→ Task:
Search the entries below for the word "MarkerSpec" and copy every line where it appears.
# # # # # # #
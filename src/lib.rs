pub mod analyzers;
pub mod config;
pub mod error;
pub mod ingest;
pub mod output;
pub mod record;
pub mod report;
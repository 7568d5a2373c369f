use anyhow::Result;
use serde::{Deserialize, Serialize};

/// Variables compared when no explicit list is configured.
pub const DEFAULT_VARIABLES: &[&str] = &[
    "precipitation",
    "temperature_2m",
    "wind_direction_100m",
    "wind_speed_100m",
];

/// How not-a-number cells in fit and detection scores
/// (`r_squared`, `pod`, `far`, `csi`) are interpreted.
#[derive(Debug, Clone, Copy, PartialEq, Eq, Default, Serialize, Deserialize)]
#[serde(rename_all = "snake_case")]
pub enum ScoreNanPolicy {
    /// Keep them undefined.
    #[default]
    Undefined,
    /// Read a literal `nan` cell as `0.0` (no skill). Other unparseable
    /// cells stay undefined.
    Zero,
}

/// Tunables for ingestion, aggregation and ranking.
///
/// Stored as a JSON object on disk; every key is optional:
/// ```json
/// {
///   "bias_epsilon": 0.001,
///   "variables": ["precipitation", "temperature_2m"],
///   "score_nan_policy": "undefined",
///   "concurrency": 4
/// }
/// ```
#[derive(Debug, Clone, PartialEq, Serialize, Deserialize)]
#[serde(default)]
pub struct RaterConfig {
    /// `|bias_median|` below this is classified as neutral.
    pub bias_epsilon: f64,
    /// Variables to keep. Empty keeps everything.
    pub variables: Vec<String>,
    pub score_nan_policy: ScoreNanPolicy,
    /// Maximum number of run files read at once.
    pub concurrency: usize,
}

impl Default for RaterConfig {
    fn default() -> Self {
        RaterConfig {
            bias_epsilon: 1e-3,
            variables: DEFAULT_VARIABLES.iter().map(|v| v.to_string()).collect(),
            score_nan_policy: ScoreNanPolicy::Undefined,
            concurrency: 4,
        }
    }
}

impl RaterConfig {
    /// Loads the config from a JSON file at `path`.
    pub fn load(path: &str) -> Result<Self> {
        let content = std::fs::read_to_string(path)?;
        let config: RaterConfig = serde_json::from_str(&content)?;
        Ok(config)
    }

    /// Loads `path` if given, else the file named by `RATER_CONFIG`, else defaults.
    pub fn resolve(path: Option<&str>) -> Result<Self> {
        match path {
            Some(p) => Self::load(p),
            None => match std::env::var("RATER_CONFIG") {
                Ok(p) if !p.is_empty() => Self::load(&p),
                _ => Ok(Self::default()),
            },
        }
    }

    pub fn wants_variable(&self, variable: &str) -> bool {
        self.variables.is_empty() || self.variables.iter().any(|v| v == variable)
    }
}
/// Parses delimited text into a [`RawTable`].
///
/// Unknown columns are ignored; when two headers map to the same column the
/// first one wins. Rows that fail to decode are kept with a `decode_error`
/// so the ingestor can reject them individually.
pub fn parse_table<R: Read>(
    reader: R,
    source: &str,
    run_id: &str,
    timestamp: Option<DateTime<Utc>>,
) -> Result<RawTable> {
    let mut rdr = ReaderBuilder::new()
        .flexible(true)
        .trim(Trim::All)
        .from_reader(reader);

    let mut mapped = HashSet::new();
    let columns: Vec<Option<Column>> = rdr
        .headers()?
        .iter()
        .map(|h| Column::from_header(h).filter(|c| mapped.insert(*c)))
        .collect();

    let mut table = RawTable::new(source, run_id, timestamp);

    for (idx, result) in rdr.records().enumerate() {
        let mut row = RawRow::new(idx + 1);
        match result {
            Ok(record) => {
                for (column, value) in columns.iter().zip(record.iter()) {
                    if let Some(column) = column {
                        row.cells.insert(*column, value.to_string());
                    }
                }
            }
            Err(e) => row.decode_error = Some(e.to_string()),
        }
        table.rows.push(row);
    }

    debug!(source, rows = table.rows.len(), "Parsed table");
    Ok(table)
}

/// Reads a `.csv` or `.csv.gz` run file.
///
/// The run identity comes from the file name (see [`run_identity`]); without
/// a stamp in the name the file modification time is used as the timestamp.
pub fn read_table(path: &Path) -> Result<RawTable> {
    let source = path.display().to_string();
    let (run_id, stamp) = run_identity(path);
    let timestamp = stamp.or_else(|| modified_time(path));

    let file = File::open(path)?;
    if is_gzip(path) {
        parse_table(GzDecoder::new(file), &source, &run_id, timestamp)
    } else {
        parse_table(file, &source, &run_id, timestamp)
    }
}

pub fn is_gzip(path: &Path) -> bool {
    path.extension().and_then(|e| e.to_str()) == Some("gz")
}

/// True for `*.csv` and `*.csv.gz`.
pub fn is_run_file(path: &Path) -> bool {
    let Some(name) = path.file_name().and_then(|n| n.to_str()) else {
        return false;
    };
    let name = name.to_lowercase();
    name.ends_with(".csv") || name.ends_with(".csv.gz")
}

/// Derives `(run_id, timestamp)` from a file name.
///
/// The run id is the file stem (without `.csv`/`.csv.gz`); the timestamp is
/// parsed from `era5_comparison_summary_YYYYMMDD_HHMMSSZ` names only.
pub fn run_identity(path: &Path) -> (String, Option<DateTime<Utc>>) {
    let name = path
        .file_name()
        .and_then(|n| n.to_str())
        .unwrap_or_default();
    let stem = name.strip_suffix(".gz").unwrap_or(name);
    let stem = stem
        .strip_suffix(".csv")
        .or_else(|| stem.strip_suffix(".CSV"))
        .unwrap_or(stem);

    let timestamp = stem
        .to_lowercase()
        .strip_prefix(SUMMARY_PREFIX)
        .and_then(|stamp| {
            NaiveDateTime::parse_from_str(&stamp.to_ascii_uppercase(), SUMMARY_STAMP_FORMAT).ok()
        })
        .map(|t| t.and_utc());

    (stem.to_string(), timestamp)
}

fn modified_time(path: &Path) -> Option<DateTime<Utc>> {
    let modified = std::fs::metadata(path).ok()?.modified().ok()?;
    Some(DateTime::<Utc>::from(modified))
}

/// Parses a timestamp cell in any of the forms the summaries were written in.
pub fn parse_timestamp(raw: &str) -> Option<DateTime<Utc>> {
    let raw = raw.trim();
    if let Ok(t) = DateTime::parse_from_rfc3339(raw) {
        return Some(t.with_timezone(&Utc));
    }
    if let Ok(t) = DateTime::parse_from_str(raw, "%Y-%m-%d %H:%M:%S%:z") {
        return Some(t.with_timezone(&Utc));
    }
    for format in [SUMMARY_STAMP_FORMAT, "%Y-%m-%d %H:%M:%S", "%Y-%m-%dT%H:%M:%S"] {
        if let Ok(t) = NaiveDateTime::parse_from_str(raw, format) {
            return Some(t.and_utc());
        }
    }
    NaiveDate::parse_from_str(raw, "%Y-%m-%d")
        .ok()
        .and_then(|d| d.and_hms_opt(0, 0, 0))
        .map(|t| t.and_utc())
}
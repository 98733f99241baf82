//! Sample synthesis for one block.
//!
//! Every pulse adds `amp * env(x) * cos(2π f n / samp_rate + φ)` into its channel row,
//! with `n` the absolute sample index, so that pulses stay phase coherent with the
//! experiment clock across blocks. The summed float buffer is scaled to DAC codes by
//! `full_scale`, then markers are overlaid as a +1 on their sample.

use std::f64::consts::PI;

use ndarray::{s, Array2};

use crate::block::{Block, PulseSpec};
use crate::config::{AwgConfig, ClipPolicy};
use crate::error::{CompileError, Result};

/// Peak of the summed |amplitude| of concurrently active pulses on `channel`.
pub fn peak_amplitude(pulses: &[PulseSpec], channel: usize) -> f64 {
    let mut edges: Vec<(u64, f64)> = pulses
        .iter()
        .filter(|p| p.channel == channel && p.len > 0)
        .flat_map(|p| [(p.start, p.amplitude.abs()), (p.end(), -p.amplitude.abs())])
        .collect();
    // Closing edges sort first so that back-to-back pulses do not count as concurrent
    edges.sort_by(|a, b| a.0.cmp(&b.0).then(a.1.total_cmp(&b.1)));

    let mut level = 0.;
    let mut peak: f64 = 0.;
    for (_, delta) in edges {
        level += delta;
        peak = peak.max(level);
    }
    peak
}

/// Computes the DAC samples of `block` over its padded window, one row per channel.
pub fn synthesize(
    block: &Block,
    cfg: &AwgConfig,
    device: &str,
    block_index: usize,
) -> Result<Array2<i16>> {
    let stray = block
        .pulses
        .iter()
        .map(|p| p.channel)
        .chain(block.markers.iter().map(|m| m.channel))
        .find(|&channel| channel >= cfg.channels);
    if let Some(channel) = stray {
        return Err(CompileError::config(format!(
            "device {device}: block {block_index} addresses channel {channel}, the device has {}",
            cfg.channels
        )));
    }

    let len = block.padded_len() as usize;
    let mut buffer = Array2::<f64>::zeros((cfg.channels, len));

    for channel in 0..cfg.channels {
        let peak = peak_amplitude(&block.pulses, channel);
        if peak > 1. + 1e-9 {
            match cfg.clip_policy {
                ClipPolicy::Abort => {
                    return Err(CompileError::Clipping {
                        device: device.to_string(),
                        channel,
                        block: block_index,
                        peak,
                    })
                }
                ClipPolicy::Warn => log::warn!(
                    "device {device}: channel {channel} of block {block_index} peaks at {peak:.3} of full scale, samples will saturate"
                ),
            }
        }
    }

    for pulse in block.pulses.iter().filter(|p| p.len > 0) {
        let offset = (pulse.start - block.padded_start) as usize;
        let omega = 2. * PI * pulse.freq / cfg.samp_rate;
        let len_f = pulse.len as f64;
        let mut row = buffer.slice_mut(s![pulse.channel, offset..offset + pulse.len as usize]);
        for (k, value) in row.iter_mut().enumerate() {
            let n = (pulse.start + k as u64) as f64;
            let x = (k as f64 + 0.5) / len_f;
            *value += pulse.amplitude
                * pulse.shape.envelope(x)
                * (omega * n + pulse.phase_rad).cos();
        }
    }

    let full_scale = cfg.full_scale as f64;
    let mut samples = buffer.mapv(|v| (v * full_scale).round().clamp(-full_scale, full_scale) as i16);

    for marker in &block.markers {
        if marker.pos < block.padded_start || marker.pos >= block.padded_end {
            continue;
        }
        let sample = &mut samples[[marker.channel, (marker.pos - block.padded_start) as usize]];
        *sample = sample.saturating_add(1);
    }
    Ok(samples)
}

#[cfg(test)]
mod test {
    use super::*;
    use crate::block::{pad_blocks, merge_blocks, BlockItem, MarkerSpec};
    use crate::instruction::Shape;

    fn cfg() -> AwgConfig {
        AwgConfig {
            samp_rate: 1e9,
            tick_size: 32,
            min_segment_samples: 64,
            full_scale: 10_000,
            ..Default::default()
        }
    }

    fn pulse(channel: usize, start: u64, len: u64, freq: f64, amplitude: f64) -> PulseSpec {
        PulseSpec {
            channel,
            start,
            len,
            freq,
            phase_rad: 0.,
            amplitude,
            shape: Shape::Square,
        }
    }

    fn block_of(items: Vec<BlockItem>, cfg: &AwgConfig) -> Block {
        let mut blocks = pad_blocks(merge_blocks(items, cfg.min_gap()), cfg.tick_size, cfg.min_segment_samples);
        assert_eq!(blocks.len(), 1);
        blocks.remove(0)
    }

    #[test]
    fn flat_pulse_fills_its_window() {
        let cfg = cfg();
        let block = block_of(vec![BlockItem::Pulse(pulse(1, 40, 20, 0., 0.5))], &cfg);
        let wave = synthesize(&block, &cfg, "awg", 0).unwrap();
        assert_eq!(wave.dim(), (2, 64));
        // padded_start = 32, pulse covers offsets 8..28
        assert_eq!(wave[[1, 7]], 0);
        assert_eq!(wave[[1, 8]], 5000);
        assert_eq!(wave[[1, 27]], 5000);
        assert_eq!(wave[[1, 28]], 0);
        assert!(wave.row(0).iter().all(|&v| v == 0));
    }

    #[test]
    fn phase_follows_absolute_time() {
        let cfg = cfg();
        // 250 MHz at 1 GS/s: four samples per period, starting at n = 33 gives cos(π/2 * 33)
        let block = block_of(vec![BlockItem::Pulse(pulse(0, 33, 4, 250e6, 1.))], &cfg);
        let wave = synthesize(&block, &cfg, "awg", 0).unwrap();
        assert_eq!(&wave.row(0).to_vec()[1..5], &[0, -10_000, 0, 10_000]);
    }

    #[test]
    fn concurrent_pulses_over_full_scale() {
        let mut cfg = cfg();
        let items = vec![
            BlockItem::Pulse(pulse(0, 0, 20, 0., 0.7)),
            BlockItem::Pulse(pulse(0, 10, 20, 0., 0.7)),
        ];
        let block = block_of(items, &cfg);
        assert!((peak_amplitude(&block.pulses, 0) - 1.4).abs() < 1e-12);

        // Warn saturates
        let wave = synthesize(&block, &cfg, "awg", 3).unwrap();
        assert_eq!(wave[[0, 15]], 10_000);

        cfg.clip_policy = ClipPolicy::Abort;
        match synthesize(&block, &cfg, "awg", 3) {
            Err(CompileError::Clipping { channel, block, .. }) => assert_eq!((channel, block), (0, 3)),
            other => panic!("expected clipping error, got {other:?}"),
        }
    }

    #[test]
    fn channels_outside_the_device_are_rejected() {
        let cfg = cfg();
        let items = vec![
            BlockItem::Pulse(pulse(0, 0, 10, 0., 0.5)),
            BlockItem::Marker(MarkerSpec { channel: 5, pos: 5 }, cfg.marker_samples),
        ];
        let block = block_of(items, &cfg);
        assert!(matches!(synthesize(&block, &cfg, "awg", 0), Err(CompileError::Configuration(_))));

        let block = block_of(vec![BlockItem::Pulse(pulse(2, 0, 10, 0., 0.5))], &cfg);
        assert!(matches!(synthesize(&block, &cfg, "awg", 0), Err(CompileError::Configuration(_))));
    }

    #[test]
    fn back_to_back_pulses_do_not_clip() {
        let pulses = vec![pulse(0, 0, 10, 0., 1.), pulse(0, 10, 10, 0., 1.)];
        assert_eq!(peak_amplitude(&pulses, 0), 1.);
        assert_eq!(peak_amplitude(&pulses, 1), 0.);
    }

    #[test]
    fn markers_increment_one_sample() {
        let cfg = cfg();
        let items = vec![
            BlockItem::Pulse(pulse(0, 0, 10, 0., 0.5)),
            BlockItem::Marker(MarkerSpec { channel: 0, pos: 5 }, cfg.marker_samples),
            BlockItem::Marker(MarkerSpec { channel: 1, pos: 5 }, cfg.marker_samples),
        ];
        let block = block_of(items, &cfg);
        let wave = synthesize(&block, &cfg, "awg", 0).unwrap();
        assert_eq!(wave[[0, 5]], 5001);
        assert_eq!(wave[[0, 6]], 5000);
        assert_eq!(wave[[1, 5]], 1);
    }
}
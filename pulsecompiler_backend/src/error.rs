//! Error kinds raised while declaring or compiling a pulse sequence.
//!
//! Compilation is all-or-nothing: every variant except a clipping condition under
//! [`ClipPolicy::Warn`](crate::config::ClipPolicy) aborts the whole compile pass, and
//! the partially built table is dropped. Messages always name the offending ref,
//! loop, device or duration so the sequence author can fix the declaration.

use std::fmt::Display;

pub type Result<T, E = CompileError> = std::result::Result<T, E>;

#[derive(thiserror::Error, Debug, Clone, PartialEq)]
pub enum CompileError {
    /// The time cursor would go negative, or a declared duration is invalid.
    #[error("TimingError: {0}")]
    Timing(String),

    /// Structural problem in the declared sequence or the device parameters.
    #[error("ConfigurationError: {0}")]
    Configuration(String),

    /// A loop count or repeat count does not fit the hardware counter.
    #[error("CapacityError: {0}")]
    Capacity(String),

    /// Summed pulse amplitudes exceed full scale and the clip policy aborts.
    #[error(
        "ClippingError: device {device} channel {channel} block {block} peaks at {peak:.3} of full scale"
    )]
    Clipping {
        device: String,
        channel: usize,
        block: usize,
        peak: f64,
    },
}

impl CompileError {
    pub fn timing<T: Display>(msg: T) -> Self {
        CompileError::Timing(msg.to_string())
    }

    pub fn config<T: Display>(msg: T) -> Self {
        CompileError::Configuration(msg.to_string())
    }

    pub fn capacity<T: Display>(msg: T) -> Self {
        CompileError::Capacity(msg.to_string())
    }
}

#[cfg(feature = "python")]
mod py_err {
    use super::CompileError;
    use pyo3::create_exception;
    use pyo3::exceptions::PyValueError;
    use pyo3::PyErr;

    create_exception!(pulsecompiler_backend, TimingError, PyValueError);
    create_exception!(pulsecompiler_backend, ConfigurationError, PyValueError);
    create_exception!(pulsecompiler_backend, CapacityError, PyValueError);
    create_exception!(pulsecompiler_backend, ClippingError, PyValueError);

    impl From<CompileError> for PyErr {
        fn from(err: CompileError) -> PyErr {
            let msg = err.to_string();
            match err {
                CompileError::Timing(_) => TimingError::new_err(msg),
                CompileError::Configuration(_) => ConfigurationError::new_err(msg),
                CompileError::Capacity(_) => CapacityError::new_err(msg),
                CompileError::Clipping { .. } => ClippingError::new_err(msg),
            }
        }
    }
}

#[cfg(feature = "python")]
pub use py_err::{CapacityError, ClippingError, ConfigurationError, TimingError};
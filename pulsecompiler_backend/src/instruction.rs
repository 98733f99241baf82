//! Provides the event types recorded while a sequence is declared.
//!
//! ## Main Structures and Enumerations:
//!
//! - [`InstrKind`]: the kind of a declared event together with its kind-specific payload
//!   (pulse parameters, level, loop count, opcode and data field).
//!
//! - [`InstructionEvent`]: one timestamped event on one device, optionally attached to a
//!   channel and carrying an optional `ref` label used for address resolution.
//!
//! - [`InstrLog`]: the per-device, append-only book of events. Events are kept ordered by
//!   timestamp; events declared at the same time keep their declaration order.
//!
//! - [`Shape`] and [`Opcode`]: pulse envelopes and digital-sequencer opcodes. Both parse
//!   from their lowercase names so they can be supplied as strings from Python.

use std::cmp::Ordering;
use std::collections::BTreeSet;
use std::fmt;
use std::str::FromStr;

use crate::error::CompileError;

/// Pulse envelope applied over the pulse length.
#[derive(Clone, Copy, Debug, PartialEq, Eq, Default)]
pub enum Shape {
    #[default]
    Square,
    Gaussian,
    HalfSine,
    Sech,
}

impl Shape {
    /// Evaluates the envelope at the relative in-pulse position `x` in `(0, 1)`.
    pub fn envelope(&self, x: f64) -> f64 {
        match self {
            Shape::Square => 1.,
            // sigma = 1/6 of the pulse length, centred
            Shape::Gaussian => (-18. * (x - 0.5).powi(2)).exp(),
            Shape::HalfSine => (std::f64::consts::PI * x).sin(),
            Shape::Sech => 1. / (10. * (x - 0.5)).cosh(),
        }
    }
}

impl FromStr for Shape {
    type Err = CompileError;

    fn from_str(s: &str) -> Result<Self, Self::Err> {
        match s.to_ascii_lowercase().as_str() {
            "square" | "rect" => Ok(Shape::Square),
            "gaussian" | "gauss" => Ok(Shape::Gaussian),
            "halfsine" | "half_sine" | "sine" => Ok(Shape::HalfSine),
            "sech" => Ok(Shape::Sech),
            _ => Err(CompileError::config(format!(
                "unknown pulse shape '{s}', expected one of square, gaussian, half_sine, sech"
            ))),
        }
    }
}

/// Parameters of a declared pulse. `phase_deg` is in degrees; it is converted to radians at synthesis.
#[derive(Clone, Debug, PartialEq)]
pub struct PulseArgs {
    pub length: f64,
    pub freq: f64,
    pub phase_deg: f64,
    pub amplitude: f64,
    pub shape: Shape,
}

/// Digital-sequencer opcodes with their hardware numbering.
#[derive(Clone, Copy, Debug, PartialEq, Eq, Hash)]
pub enum Opcode {
    Continue = 0,
    Stop = 1,
    Loop = 2,
    EndLoop = 3,
    Jsr = 4,
    Rts = 5,
    Branch = 6,
    LongDelay = 7,
    Wait = 8,
}

impl Opcode {
    pub fn code(&self) -> u8 {
        *self as u8
    }

    /// Whether the data field of this opcode names another instruction.
    pub fn takes_target(&self) -> bool {
        matches!(self, Opcode::EndLoop | Opcode::Jsr | Opcode::Branch)
    }
}

impl fmt::Display for Opcode {
    fn fmt(&self, f: &mut fmt::Formatter) -> fmt::Result {
        write!(
            f,
            "{}",
            match self {
                Opcode::Continue => "CONTINUE",
                Opcode::Stop => "STOP",
                Opcode::Loop => "LOOP",
                Opcode::EndLoop => "END_LOOP",
                Opcode::Jsr => "JSR",
                Opcode::Rts => "RTS",
                Opcode::Branch => "BRANCH",
                Opcode::LongDelay => "LONG_DELAY",
                Opcode::Wait => "WAIT",
            }
        )
    }
}

impl FromStr for Opcode {
    type Err = CompileError;

    fn from_str(s: &str) -> Result<Self, Self::Err> {
        match s.to_ascii_lowercase().replace('-', "_").as_str() {
            "continue" => Ok(Opcode::Continue),
            "stop" => Ok(Opcode::Stop),
            "loop" => Ok(Opcode::Loop),
            "end_loop" | "endloop" => Ok(Opcode::EndLoop),
            "jsr" => Ok(Opcode::Jsr),
            "rts" => Ok(Opcode::Rts),
            "branch" => Ok(Opcode::Branch),
            "long_delay" | "longdelay" => Ok(Opcode::LongDelay),
            "wait" => Ok(Opcode::Wait),
            _ => Err(CompileError::config(format!("unknown opcode '{s}'"))),
        }
    }
}

/// Kind of a declared event with its kind-specific payload.
#[derive(Clone, Debug, PartialEq)]
pub enum InstrKind {
    Pulse(PulseArgs),
    Marker,
    LevelChange { on: bool },
    LoopStart { count: u64 },
    LoopEnd,
    Opcode { op: Opcode, data: u64 },
    KeepGoing,
}

impl InstrKind {
    pub fn name(&self) -> &'static str {
        match self {
            InstrKind::Pulse(_) => "PULSE",
            InstrKind::Marker => "MARKER",
            InstrKind::LevelChange { .. } => "LEVEL_CHANGE",
            InstrKind::LoopStart { .. } => "LOOP_START",
            InstrKind::LoopEnd => "LOOP_END",
            InstrKind::Opcode { .. } => "OPCODE",
            InstrKind::KeepGoing => "KEEP_GOING",
        }
    }

    /// Channel events address one output; the others apply to the whole device.
    pub fn needs_channel(&self) -> bool {
        matches!(
            self,
            InstrKind::Pulse(_) | InstrKind::Marker | InstrKind::LevelChange { .. }
        )
    }
}

/// A timestamped event in one device's log.
///
/// Ordering is by `timestamp`, then by `seq` (declaration order), so that a
/// [`BTreeSet`] of events iterates chronologically and simultaneous events keep the
/// order in which they were declared.
#[derive(Clone, Debug)]
pub struct InstructionEvent {
    pub timestamp: f64,
    pub channel: Option<usize>,
    pub kind: InstrKind,
    pub ref_label: Option<String>,
    seq: usize,
}

impl Ord for InstructionEvent {
    fn cmp(&self, other: &Self) -> Ordering {
        self.timestamp
            .total_cmp(&other.timestamp)
            .then(self.seq.cmp(&other.seq))
    }
}
impl PartialOrd for InstructionEvent {
    fn partial_cmp(&self, other: &Self) -> Option<Ordering> {
        Some(self.cmp(other))
    }
}
impl PartialEq for InstructionEvent {
    fn eq(&self, other: &Self) -> bool {
        self.cmp(other) == Ordering::Equal
    }
}
impl Eq for InstructionEvent {}

impl fmt::Display for InstructionEvent {
    fn fmt(&self, f: &mut fmt::Formatter<'_>) -> fmt::Result {
        write!(f, "{}@{}s", self.kind.name(), self.timestamp)?;
        if let Some(chan) = self.channel {
            write!(f, " chan {chan}")?;
        }
        if let Some(label) = &self.ref_label {
            write!(f, " ref '{label}'")?;
        }
        Ok(())
    }
}

/// Append-only event book of one device.
#[derive(Clone, Debug, Default)]
pub struct InstrLog {
    events: BTreeSet<InstructionEvent>,
    next_seq: usize,
}

impl InstrLog {
    pub fn new() -> Self {
        Self::default()
    }

    pub fn push(
        &mut self,
        timestamp: f64,
        channel: Option<usize>,
        kind: InstrKind,
        ref_label: Option<String>,
    ) {
        // Empty labels are treated as "no label"
        let ref_label = ref_label.filter(|label| !label.is_empty());
        self.events.insert(InstructionEvent {
            timestamp,
            channel,
            kind,
            ref_label,
            seq: self.next_seq,
        });
        self.next_seq += 1;
    }

    /// Events in chronological order.
    pub fn iter(&self) -> impl Iterator<Item = &InstructionEvent> {
        self.events.iter()
    }

    pub fn len(&self) -> usize {
        self.events.len()
    }

    pub fn is_empty(&self) -> bool {
        self.events.is_empty()
    }

    pub fn clear(&mut self) {
        self.events.clear();
        self.next_seq = 0;
    }
}

#[cfg(test)]
mod test {
    use super::*;

    #[test]
    fn log_is_chronological_with_stable_ties() {
        let mut log = InstrLog::new();
        log.push(2e-6, Some(0), InstrKind::Marker, None);
        log.push(0., None, InstrKind::LoopStart { count: 3 }, Some("L".into()));
        log.push(2e-6, Some(1), InstrKind::Marker, None);
        log.push(1e-6, None, InstrKind::LoopEnd, Some("L".into()));

        let order: Vec<(f64, Option<usize>)> =
            log.iter().map(|e| (e.timestamp, e.channel)).collect();
        assert_eq!(
            order,
            vec![(0., None), (1e-6, None), (2e-6, Some(0)), (2e-6, Some(1))]
        );
        assert_eq!(log.len(), 4);
        log.clear();
        assert!(log.is_empty());
    }

    #[test]
    fn empty_ref_is_dropped() {
        let mut log = InstrLog::new();
        log.push(0., None, InstrKind::KeepGoing, Some(String::new()));
        assert_eq!(log.iter().next().unwrap().ref_label, None);
    }

    #[test]
    fn parse_names() {
        assert_eq!("end_loop".parse::<Opcode>().unwrap(), Opcode::EndLoop);
        assert_eq!("LONG_DELAY".parse::<Opcode>().unwrap(), Opcode::LongDelay);
        assert_eq!(Opcode::Wait.code(), 8);
        assert!("jump".parse::<Opcode>().is_err());
        assert_eq!("half_sine".parse::<Shape>().unwrap(), Shape::HalfSine);
        assert!(matches!(
            "triangle".parse::<Shape>(),
            Err(CompileError::Configuration(_))
        ));
    }

    #[test]
    fn envelopes_peak_at_centre() {
        for shape in [Shape::Square, Shape::Gaussian, Shape::HalfSine, Shape::Sech] {
            assert!((shape.envelope(0.5) - 1.).abs() < 1e-12);
            assert!(shape.envelope(0.01) <= 1.);
        }
        assert!(Shape::Gaussian.envelope(0.) < 0.02);
    }
}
# # # # # # #
→ Answer below:
    use crate::block::{pad_blocks, merge_blocks, BlockItem, MarkerSpec};
            BlockItem::Marker(MarkerSpec { channel: 5, pos: 5 }, cfg.marker_samples),
            BlockItem::Marker(MarkerSpec { channel: 0, pos: 5 }, cfg.marker_samples),
            BlockItem::Marker(MarkerSpec { channel: 1, pos: 5 }, cfg.marker_samples),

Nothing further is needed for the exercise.